Advent of Code 2023: A Deep Dive into Extreme Performance Optimization

When a coding challenge's complexity explodes from 20 inputs to 2 billion, developers must rethink brute-force. One engineer's 10-language odyssey reveals the critical role of algorithmic design, parallelization, and language trade-offs in solving computational extremes.

When faced with an algorithmic problem that scales from manageable to astronomical, developers often hit a wall. Advent of Code 2023's Day 5 challenge delivered precisely this scenario: a deceptively simple seed-mapping problem where Part A processed 20 seeds, while Part B transformed those into 1,975,502,102 seed ranges. At one calculation per second, brute-force would take over 60 years. This computational cliff forced a deep reevaluation of approaches, revealing profound lessons in performance engineering.

The Problem: Seeds and Transformations

At its core, the problem involves transforming input values through layered mappings. Each map defines a source range, target range, and size. If an input value falls within a source range, it's mapped to the corresponding position in the target range; otherwise, it passes through unchanged. The challenge involves applying seven such layers sequentially.

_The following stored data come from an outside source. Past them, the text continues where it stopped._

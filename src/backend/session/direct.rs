use std::io;
use std::os::unix::io::OwnedFd;
use std::path::Path;

use rustix::fs::{Mode, OFlags};
use tracing::{debug, trace};

use super::FileInterface;

/// Opens device nodes with plain `open(2)`, requires the process to have access to them
#[derive(Debug, Default, Clone, Copy)]
pub struct DirectFileInterface;

impl FileInterface for DirectFileInterface {
    fn open(&mut self, path: &Path, flags: OFlags) -> io::Result<OwnedFd> {
        debug!("Opening device: {:?}", path);
        let fd = rustix::fs::open(path, flags | OFlags::CLOEXEC, Mode::empty())?;
        trace!("Fd num: {:?}", fd);
        Ok(fd)
    }

    fn close(&mut self, fd: OwnedFd) {
        debug!("Closing device: {:?}", fd);
        drop(fd);
    }
}

#[cfg(test)]
mod tests {
    use super::*;

    #[test]
    fn opens_readable_nodes() {
        let mut files = DirectFileInterface;
        let fd = files.open(Path::new("/dev/null"), OFlags::RDWR).unwrap();
        files.close(fd);
    }

    #[test]
    fn reports_missing_nodes() {
        let err = DirectFileInterface
            .open(Path::new("/dev/dri/does-not-exist"), OFlags::RDWR)
            .unwrap_err();
        assert_eq!(err.kind(), io::ErrorKind::NotFound);
    }
}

Part A processes individual seeds (e.g., 79 14 55 13), while Part B interprets these as ranges: [79-93], [55-68]. The explosion from 4 values to 27 ranges (in sample data) or billions (in full data) creates a computational nightmare. As the author noted, "whatever way you came up for solving this for part A is probably going to take a very long time to compute the final value."

Brute-Force: The Obvious Trap

The initial approach is straightforward: iterate through each seed, apply all transformations, and track the minimum result. This works for Part A but crumbles under Part B's scale. "If calculating each seed took 1 second," the author calculated, "Part A would take 27 seconds, part B would take 60+ years."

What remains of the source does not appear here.